From the records below, copy every line that contains the word "SubmitDrugOrder".

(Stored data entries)
◇ ◇ ◇ ◇ ◇ ◇ ◇
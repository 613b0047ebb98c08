//! Virtual interface allocation
//!
//! Builds the registration descriptor for one port from its registry
//! position and a live snapshot of the physical port, then registers it.

use std::sync::Arc;

use tracing::debug;

use crate::config::BridgeConfig;
use crate::error::{BridgeError, Result};
use crate::kernel::{BridgeHandle, IfaceConf, KernelBridge};
use crate::port::{Port, PortInfo};

/// Build the descriptor for the port at registry position `index`
///
/// MTU and MAC are read once here; later changes on the physical port are
/// not propagated.
pub fn iface_conf<I, P: PortInfo + ?Sized>(
    config: &BridgeConfig,
    index: usize,
    port: &Port<I>,
    info: &P,
) -> Result<IfaceConf> {
    let pool = canonical_pool(port)?;

    let mtu = info
        .mtu(port.id())
        .map_err(|e| BridgeError::port_query(port.id(), "MTU", e))?;
    let mac = info
        .mac_addr(port.id())
        .map_err(|e| BridgeError::port_query(port.id(), "MAC address", e))?;

    Ok(IfaceConf {
        name: config.ifname(index),
        group_id: port.id(),
        min_mtu: mtu.min,
        max_mtu: mtu.max,
        mtu: mtu.current,
        mac,
        mbuf_size: pool.data_room(),
    })
}

/// Create the kernel interface for the port at registry position `index`
///
/// The interface is bound to the pool of the port's first worker; every
/// other worker of the port must use a compatible pool. The port itself is
/// not modified.
pub fn allocate<K, P>(
    config: &BridgeConfig,
    index: usize,
    port: &Port<K::Iface>,
    info: &P,
    kernel: &mut K,
) -> Result<BridgeHandle<K::Iface>>
where
    K: KernelBridge,
    P: PortInfo + ?Sized,
{
    let conf = iface_conf(config, index, port, info)?;
    let pool = Arc::clone(canonical_pool(port)?);

    let iface = kernel
        .register(&conf, &pool)
        .map_err(|source| BridgeError::Registration {
            name: conf.name.clone(),
            source,
        })?;

    debug!(
        name = %conf.name,
        port_id = port.id(),
        mtu = conf.mtu,
        "Kernel interface allocated"
    );

    Ok(BridgeHandle::new(conf, pool, iface))
}

fn canonical_pool<I>(port: &Port<I>) -> Result<&Arc<crate::pool::BufferPool>> {
    port.pools().first().ok_or_else(|| {
        BridgeError::Config(format!("port {} has no buffer pool", port.id()))
    })
}

#[cfg(test)]
mod tests {
    use super::*;
    use crate::pool::{BufferPool, DEFAULT_BUFFER_SIZE};
    use crate::port::MtuInfo;
    use crate::test_util::{MockIface, MockKernel, MockPortInfo};

    const MAC: [u8; 6] = [0x52, 0x54, 0x00, 0x12, 0x34, 0x56];

    fn pool() -> Arc<BufferPool> {
        Arc::new(BufferPool::new(8, DEFAULT_BUFFER_SIZE).unwrap())
    }

    fn mtu(current: u16) -> MtuInfo {
        MtuInfo {
            min: 68,
            max: 9600,
            current,
        }
    }

    #[test]
    fn test_conf_mirrors_port() {
        let info = MockPortInfo::new();
        info.set_port(42, mtu(1500), MAC);
        let port: Port<MockIface> = Port::new(42, vec![pool()]);

        let conf = iface_conf(&BridgeConfig::default(), 3, &port, &info).unwrap();
        assert_eq!(conf.name, "vEth3");
        assert_eq!(conf.group_id, 42);
        assert_eq!((conf.min_mtu, conf.max_mtu, conf.mtu), (68, 9600, 1500));
        assert_eq!(conf.mac, MAC);
        assert_eq!(conf.mbuf_size, 2048);
    }

    #[test]
    fn test_binds_first_worker_pool() {
        let info = MockPortInfo::new();
        info.set_port(1, mtu(1500), MAC);
        let first = pool();
        let port: Port<MockIface> = Port::new(1, vec![first.clone(), pool()]);
        let mut kernel = MockKernel::new();
        kernel.init(4).unwrap();

        let handle = allocate(&BridgeConfig::default(), 0, &port, &info, &mut kernel).unwrap();
        assert!(Arc::ptr_eq(handle.pool(), &first));
        assert_eq!(kernel.registered_names(), vec!["vEth0".to_string()]);
    }

    #[test]
    fn test_port_query_failures() {
        let info = MockPortInfo::new();
        info.set_port(1, mtu(1500), MAC);
        info.fail_mac(1);
        let port: Port<MockIface> = Port::new(1, vec![pool()]);
        let mut kernel = MockKernel::new();
        kernel.init(4).unwrap();

        let err = allocate(&BridgeConfig::default(), 0, &port, &info, &mut kernel).unwrap_err();
        assert!(matches!(err, BridgeError::PortQuery { port_id: 1, .. }));
        assert!(kernel.registered_names().is_empty());

        // Unknown port: MTU query fails
        let port: Port<MockIface> = Port::new(2, vec![pool()]);
        let err = allocate(&BridgeConfig::default(), 1, &port, &info, &mut kernel).unwrap_err();
        assert!(matches!(err, BridgeError::PortQuery { port_id: 2, what: "MTU", .. }));
    }

    #[test]
    fn test_registration_failure() {
        let info = MockPortInfo::new();
        info.set_port(1, mtu(1500), MAC);
        let port: Port<MockIface> = Port::new(1, vec![pool()]);
        let mut kernel = MockKernel::new();
        kernel.init(4).unwrap();
        kernel.fail_register("vEth0");

        let err = allocate(&BridgeConfig::default(), 0, &port, &info, &mut kernel).unwrap_err();
        assert!(matches!(err, BridgeError::Registration { ref name, .. } if name == "vEth0"));
        assert!(kernel.registered_names().is_empty());
    }

    #[test]
    fn test_port_without_pool() {
        let info = MockPortInfo::new();
        info.set_port(1, mtu(1500), MAC);
        let port: Port<MockIface> = Port::new(1, Vec::new());
        let mut kernel = MockKernel::new();
        kernel.init(4).unwrap();

        let err = allocate(&BridgeConfig::default(), 0, &port, &info, &mut kernel).unwrap_err();
        assert!(matches!(err, BridgeError::Config(_)));
    }
}
//! AI summary request

use crate::Dashboard;
use baymax_diagnostics::{BaymaxError, Operation, Result};
use baymax_model::{AI_SUMMARY_FAILED, AiSummary};

impl Dashboard {
    /// Generate the AI summary of the selected patient.
    ///
    /// Failures yield the "Failed to generate summary." text and an empty
    /// answer yields "No summary available.".
    pub async fn request_ai_summary(&self) -> Result<AiSummary> {
        let _guard = self.begin(Operation::AiSummary)?;
        let ticket = self.ticket()?;
        self.state.lock().ai_summary = None;

        let summary = match self.api.generate_ai_summary(&ticket.patient_id).await {
            Ok(response) => AiSummary::from_response(response),
            Err(e) => {
                let err = BaymaxError::ai_summary(AI_SUMMARY_FAILED).with_context(e.to_string());
                log::warn!("{err}: {e}");
                AiSummary::failed()
            }
        };

        let mut state = self.state.lock();
        if !state.is_current(&ticket) {
            return Err(BaymaxError::Superseded {
                patient_id: ticket.patient_id,
            });
        }
        state.ai_summary = Some(summary.clone());
        Ok(summary)
    }
}
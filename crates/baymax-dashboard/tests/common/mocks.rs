//! Mock implementation of the clinical API
//!
//! Responses are configurable per operation and every call is recorded.
//! A gate holds a call open until the test releases it, which lets tests
//! control the order in which responses arrive.

use async_trait::async_trait;
use baymax_client::{ApiError, ClinicalApi, Endpoint, PatientUpload};
use baymax_model::{
    AiSummaryResponse, ClinicalSummary, DirectoryEntry, DischargeStatus, DrugOrderRequest,
    FallbackOrderResponse, PatientDirectory, PrimaryOrderResponse,
};
use parking_lot::RwLock;
use std::collections::HashMap;
use std::sync::Arc;
use tokio::sync::Notify;

/// A recorded API call
#[derive(Debug, Clone, PartialEq)]
pub enum Call {
    ListPatients,
    Upload(String),
    Summary(String),
    SubmitDrugOrder(DrugOrderRequest),
    MatchInteractions(DrugOrderRequest),
    Discharge(String),
    AiSummary(String),
}

/// Holds a call until released
#[derive(Debug, Default)]
pub struct Gate {
    entered: Notify,
    release: Notify,
}

impl Gate {
    /// Wait until the gated call has been made
    pub async fn entered(&self) {
        self.entered.notified().await;
    }

    /// Let the gated call return
    pub fn release(&self) {
        self.release.notify_one();
    }
}

pub fn status_error(endpoint: Endpoint, status: u16) -> ApiError {
    ApiError::Status { endpoint, status }
}

pub struct MockClinicalApi {
    directory: RwLock<Result<PatientDirectory, ApiError>>,
    summaries: RwLock<HashMap<String, Result<ClinicalSummary, ApiError>>>,
    primary: RwLock<Result<PrimaryOrderResponse, ApiError>>,
    fallback: RwLock<Result<FallbackOrderResponse, ApiError>>,
    discharge: RwLock<Result<DischargeStatus, ApiError>>,
    ai_summary: RwLock<Result<AiSummaryResponse, ApiError>>,
    upload: RwLock<Result<(), ApiError>>,
    gates: RwLock<HashMap<String, Arc<Gate>>>,
    calls: RwLock<Vec<Call>>,
}

impl MockClinicalApi {
    pub fn new() -> Self {
        Self {
            directory: RwLock::new(Ok(PatientDirectory {
                patient_files: Vec::new(),
            })),
            summaries: RwLock::new(HashMap::new()),
            primary: RwLock::new(Ok(PrimaryOrderResponse::default())),
            fallback: RwLock::new(Ok(FallbackOrderResponse::default())),
            discharge: RwLock::new(Ok(DischargeStatus::new("Yes", "Stable vitals."))),
            ai_summary: RwLock::new(Ok(AiSummaryResponse::default())),
            upload: RwLock::new(Ok(())),
            gates: RwLock::new(HashMap::new()),
            calls: RwLock::new(Vec::new()),
        }
    }

    pub fn set_directory(&self, files: &[&str]) {
        *self.directory.write() = Ok(PatientDirectory {
            patient_files: files
                .iter()
                .map(|f| DirectoryEntry::File(f.to_string()))
                .collect(),
        });
    }

    pub fn fail_directory(&self, error: ApiError) {
        *self.directory.write() = Err(error);
    }

    pub fn set_summary(&self, patient_id: &str, summary: Result<ClinicalSummary, ApiError>) {
        self.summaries
            .write()
            .insert(patient_id.to_string(), summary);
    }

    pub fn set_primary(&self, response: Result<PrimaryOrderResponse, ApiError>) {
        *self.primary.write() = response;
    }

    pub fn set_fallback(&self, response: Result<FallbackOrderResponse, ApiError>) {
        *self.fallback.write() = response;
    }

    pub fn set_discharge(&self, response: Result<DischargeStatus, ApiError>) {
        *self.discharge.write() = response;
    }

    pub fn set_ai_summary(&self, response: Result<AiSummaryResponse, ApiError>) {
        *self.ai_summary.write() = response;
    }

    pub fn set_upload(&self, response: Result<(), ApiError>) {
        *self.upload.write() = response;
    }

    /// Gate calls with the given key, e.g. `summary:jane_doe.json` or `discharge`
    pub fn gate(&self, key: &str) -> Arc<Gate> {
        let gate = Arc::new(Gate::default());
        self.gates.write().insert(key.to_string(), gate.clone());
        gate
    }

    /// Remove a gate; later calls with the key return immediately
    pub fn ungate(&self, key: &str) {
        self.gates.write().remove(key);
    }

    pub fn calls(&self) -> Vec<Call> {
        self.calls.read().clone()
    }

    pub fn count(&self, matches: impl Fn(&Call) -> bool) -> usize {
        self.calls.read().iter().filter(|call| matches(call)).count()
    }

    async fn record(&self, call: Call, gate_key: &str) {
        self.calls.write().push(call);
        let gate = self.gates.read().get(gate_key).cloned();
        if let Some(gate) = gate {
            gate.entered.notify_one();
            gate.release.notified().await;
        }
    }
}

impl Default for MockClinicalApi {
    fn default() -> Self {
        Self::new()
    }
}

#[async_trait]
impl ClinicalApi for MockClinicalApi {
    async fn list_patient_files(&self) -> Result<PatientDirectory, ApiError> {
        self.record(Call::ListPatients, "list").await;
        self.directory.read().clone()
    }

    async fn upload_patient_file(&self, upload: &PatientUpload) -> Result<(), ApiError> {
        self.record(Call::Upload(upload.file_name().to_string()), "upload")
            .await;
        self.upload.read().clone()
    }

    async fn fetch_summary(&self, patient_id: &str) -> Result<ClinicalSummary, ApiError> {
        self.record(
            Call::Summary(patient_id.to_string()),
            &format!("summary:{patient_id}"),
        )
        .await;
        self.summaries
            .read()
            .get(patient_id)
            .cloned()
            .unwrap_or_else(|| Ok(ClinicalSummary::default()))
    }

    async fn submit_drug_order(
        &self,
        order: &DrugOrderRequest,
    ) -> Result<PrimaryOrderResponse, ApiError> {
        self.record(Call::SubmitDrugOrder(order.clone()), "submit-drug-order")
            .await;
        self.primary.read().clone()
    }

    async fn match_interactions(
        &self,
        order: &DrugOrderRequest,
    ) -> Result<FallbackOrderResponse, ApiError> {
        self.record(Call::MatchInteractions(order.clone()), "match")
            .await;
        self.fallback.read().clone()
    }

    async fn evaluate_discharge(&self, patient_id: &str) -> Result<DischargeStatus, ApiError> {
        self.record(Call::Discharge(patient_id.to_string()), "discharge")
            .await;
        self.discharge.read().clone()
    }

    async fn generate_ai_summary(&self, patient_id: &str) -> Result<AiSummaryResponse, ApiError> {
        self.record(Call::AiSummary(patient_id.to_string()), "ai-summary")
            .await;
        self.ai_summary.read().clone()
    }
}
◇ ◇ ◇ ◇ ◇ ◇ ◇
→ Solved exercise
    SubmitDrugOrder(DrugOrderRequest),
        self.record(Call::SubmitDrugOrder(order.clone()), "submit-drug-order")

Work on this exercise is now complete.